20 September 2017. By Richard Vanderford.

Pfizer has sued Johnson & Johnson, accusing the company of using its clout with insurers to maintain a dominant position for its drug Remicade, a biologic used to treat arthritis and other conditions.

J&J threatened to cut off insurers from lucrative rebates if they gave equal treatment to Pfizer's version of Remicade, known generically as infliximab, Pfizer said Wednesday in a complaint filed in Philadelphia federal court.

The move helped protect the lucrative drug, which brought in about $4.8 billion in sales for J&J in 2016, from competition, Pfizer said.

"J&J's behavior runs counter to the spirit of this law and to US antitrust laws," Douglas Lanker, Pfizer's general counsel, said in a statement. "We are filing this suit to help ensure that patients can benefit from, and have access to, lower cost biosimilar therapies."

Relatively novel compared to more conventional drugs, biologics are complicated formulations isolated from biological sources rather than synthesized from chemicals. 
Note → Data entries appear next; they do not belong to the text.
//! Default values reproducing the behaviour of the original plotting scripts.

use crate::schema::*;
use netvis_common::LogFormat;

/// Default coordinate input file
pub const DEFAULT_COORDS_INPUT: &str = "graph.dat";
/// Default coordinate plot output file
pub const DEFAULT_COORDS_OUTPUT: &str = "graph.png";
/// Default path log input file
pub const DEFAULT_PATHS_INPUT: &str = "log.txt";
/// Default path graph output file
pub const DEFAULT_PATHS_OUTPUT: &str = "network_graph.png";

impl Default for Config {
    fn default() -> Self {
        Self {
            coords: CoordPlotConfig::default(),
            paths: PathGraphConfig::default(),
            logging: LoggingSettings::default(),
        }
    }
}

impl Default for CoordPlotConfig {
    fn default() -> Self {
        Self {
            input: DEFAULT_COORDS_INPUT.to_string(),
            output: DEFAULT_COORDS_OUTPUT.to_string(),
            title: "P2P Network Topology".to_string(),
            x_label: "X".to_string(),
            y_label: "Y".to_string(),
            width: 800,
            height: 600,
            show_grid: true,
            point_radius: 4,
            point_color: "#1f77b4".to_string(),
            line_color: "#000000".to_string(),
            background_color: "#ffffff".to_string(),
        }
    }
}

impl Default for PathGraphConfig {
    fn default() -> Self {
        Self {
            input: DEFAULT_PATHS_INPUT.to_string(),
            output: DEFAULT_PATHS_OUTPUT.to_string(),
            title: None,
            width: 1000,
            height: 800,
            node_radius: 12,
            show_labels: true,
            node_color: "#1f77b4".to_string(),
            edge_color: "#000000".to_string(),
            label_color: "#000000".to_string(),
            background_color: "#ffffff".to_string(),
            layout: LayoutConfig::default(),
        }
    }
}

impl Default for LayoutConfig {
    fn default() -> Self {
        Self {
            iterations: 500,
            time_step: 0.016,
            charge: 150.0,
            spring: 0.05,
            max_force: 100.0,
            node_speed: 3000.0,
            damping: 0.9,
            seed_radius: 100.0,
        }
    }
}

impl Default for LoggingSettings {
    fn default() -> Self {
        Self {
            level: "info".to_string(),
            format: LogFormat::Compact,
            file: None,
            colored: true,
        }
    }
}
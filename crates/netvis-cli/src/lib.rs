//! Command line front end for the netvis pipelines.

use anyhow::{Context, Result};
use clap::{Parser, Subcommand};
use netvis_config::{Config, ConfigLoader};
use netvis_graphs::{run_coordinate_plot, run_path_graph};
use std::path::PathBuf;
use tracing::info;

/// Command line arguments
#[derive(Parser, Debug)]
#[command(name = "netvis", author, version, about, long_about = None)]
pub struct Args {
    /// Configuration file path
    #[arg(short, long, global = true)]
    pub config: Option<PathBuf>,

    /// Log filter, overrides the configured level
    #[arg(short, long, global = true)]
    pub log_level: Option<String>,

    #[command(subcommand)]
    pub command: Command,
}

/// Pipelines
#[derive(Subcommand, Debug, Clone, PartialEq, Eq)]
pub enum Command {
    /// Scatter-plot a two column coordinate file and join row pairs
    Coords {
        /// Coordinate file (default: graph.dat)
        #[arg(short, long)]
        input: Option<String>,

        /// PNG to write (default: graph.png)
        #[arg(short, long)]
        output: Option<String>,
    },

    /// Draw the directed graph of `path=[...]` routes found in a log
    Paths {
        /// Log file (default: log.txt)
        #[arg(short, long)]
        input: Option<String>,

        /// PNG to write (default: network_graph.png)
        #[arg(short, long)]
        output: Option<String>,

        /// Force simulation steps
        #[arg(long)]
        iterations: Option<u32>,

        /// Print a JSON summary of the graph to stdout
        #[arg(long)]
        summary: bool,
    },
}

/// Copy command line values over the loaded configuration
pub fn apply_cli_overrides(config: &mut Config, args: &Args) {
    if let Some(level) = &args.log_level {
        config.logging.level = level.clone();
    }

    match &args.command {
        Command::Coords { input, output } => {
            if let Some(input) = input {
                config.coords.input = input.clone();
            }
            if let Some(output) = output {
                config.coords.output = output.clone();
            }
        }
        Command::Paths {
            input,
            output,
            iterations,
            ..
        } => {
            if let Some(input) = input {
                config.paths.input = input.clone();
            }
            if let Some(output) = output {
                config.paths.output = output.clone();
            }
            if let Some(iterations) = iterations {
                config.paths.layout.iterations = *iterations;
            }
        }
    }
}

/// Resolve the configuration for this invocation
pub fn load_config(args: &Args) -> Result<Config> {
    let mut config = match &args.config {
        Some(path) => ConfigLoader::load_from_file(path)
            .with_context(|| format!("Failed to load configuration from {}", path.display()))?,
        None => ConfigLoader::load()?,
    };

    apply_cli_overrides(&mut config, args);
    config
        .validate_all()
        .context("Invalid settings after command line overrides")?;
    Ok(config)
}

/// Execute the selected pipeline
pub fn run(command: &Command, config: &Config) -> Result<()> {
    match command {
        Command::Coords { .. } => {
            let set = run_coordinate_plot(&config.coords)
                .with_context(|| format!("Coordinate plot of {} failed", config.coords.input))?;
            info!(
                rows = set.rows.len(),
                output = %config.coords.output,
                "Coordinate plot written"
            );
        }
        Command::Paths { summary, .. } => {
            let outcome = run_path_graph(&config.paths)
                .with_context(|| format!("Path graph of {} failed", config.paths.input))?;
            info!(
                paths = outcome.report.paths.len(),
                nodes = outcome.summary.node_count,
                edges = outcome.summary.edge_count,
                output = %config.paths.output,
                "Path graph written"
            );

            if *summary {
                println!("{}", serde_json::to_string_pretty(&outcome.summary)?);
            }
        }
    }
    Ok(())
}

#[cfg(test)]
mod tests {
    use super::*;

    #[test]
    fn test_parse_paths_command() {
        let args = Args::try_parse_from([
            "netvis",
            "paths",
            "--input",
            "run/log.txt",
            "--iterations",
            "25",
            "--summary",
        ])
        .unwrap();

        assert_eq!(
            args.command,
            Command::Paths {
                input: Some("run/log.txt".to_string()),
                output: None,
                iterations: Some(25),
                summary: true,
            }
        );
    }

    #[test]
    fn test_global_flags_after_subcommand() {
        let args = Args::try_parse_from(["netvis", "coords", "--log-level", "debug"]).unwrap();
        assert_eq!(args.log_level.as_deref(), Some("debug"));
    }

    #[test]
    fn test_subcommand_is_required() {
        assert!(Args::try_parse_from(["netvis"]).is_err());
    }

    #[test]
    fn test_cli_overrides() {
        let args = Args::try_parse_from([
            "netvis",
            "-l",
            "warn",
            "paths",
            "-o",
            "out/graph.png",
            "--iterations",
            "7",
        ])
        .unwrap();
        let mut config = Config::default();

        apply_cli_overrides(&mut config, &args);

        assert_eq!(config.logging.level, "warn");
        assert_eq!(config.paths.output, "out/graph.png");
        assert_eq!(config.paths.input, "log.txt");
        assert_eq!(config.paths.layout.iterations, 7);
        assert_eq!(config.coords.output, "graph.png");
    }

    #[test]
    fn test_coords_overrides_leave_paths_alone() {
        let args = Args::try_parse_from(["netvis", "coords", "-i", "dump.dat"]).unwrap();
        let mut config = Config::default();

        apply_cli_overrides(&mut config, &args);

        assert_eq!(config.coords.input, "dump.dat");
        assert_eq!(config.paths.input, "log.txt");
    }
}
Biologics offer new treatment possibilities for some hard-to-address conditions. Remicade, for example, can be used to treat rheumatoid arthritis, plaque psoriasis, and Crohn's disease. But a full course can cost as much as $26,000 a year, Pfizer said.

Pfizer introduced an equivalent product to Remicade, called Inflectra, in 2016 after J&J's patents expired. The drug was granted "biosimilar" status under a 2010 federal law, the Biologics Price Competition and Innovation Act, meant to foster competition in the fledgling area of pharmaceuticals.

A biosimilar under the BPCIA is a drug that has no meaningful differences from an already approved biologic. They receive faster approval.

J&J took several steps to try to stop Inflectra, which cost less than Remicade, from gaining ground in the market, Pfizer said.

Exclusive deals with insurers blocked them from reimbursing providers for any version of infliximab but Remicade, a serious hurdle given that a single dose of the drug can cost as much as $4,000.

J&J allegedly used the threat of cutting off valuable rebates on Remicade to induce insurers to enter the deals. The company also allegedly threatened to stop insurer rebates on other drugs if insurers began to cover Inflectra on equal terms, Pfizer said.

"Insurers have stated a desire to support biosimilars — and the lower per-unit prices they bring — but realistically cannot do so without incurring a substantial financial penalty imposed by J&J and thus potentially placing themselves at a disadvantage relative to insurers accepting J&J's rebates," Pfizer said in its lawsuit.

Inflectra on average is sold at prices 10 percent cheaper than Remicade, according to Pfizer.

Pfizer has asked for monetary damages and a court order barring J&J's allegedly wrongful conduct.

A spokesman for J&J didn't immediately respond to a request for comment.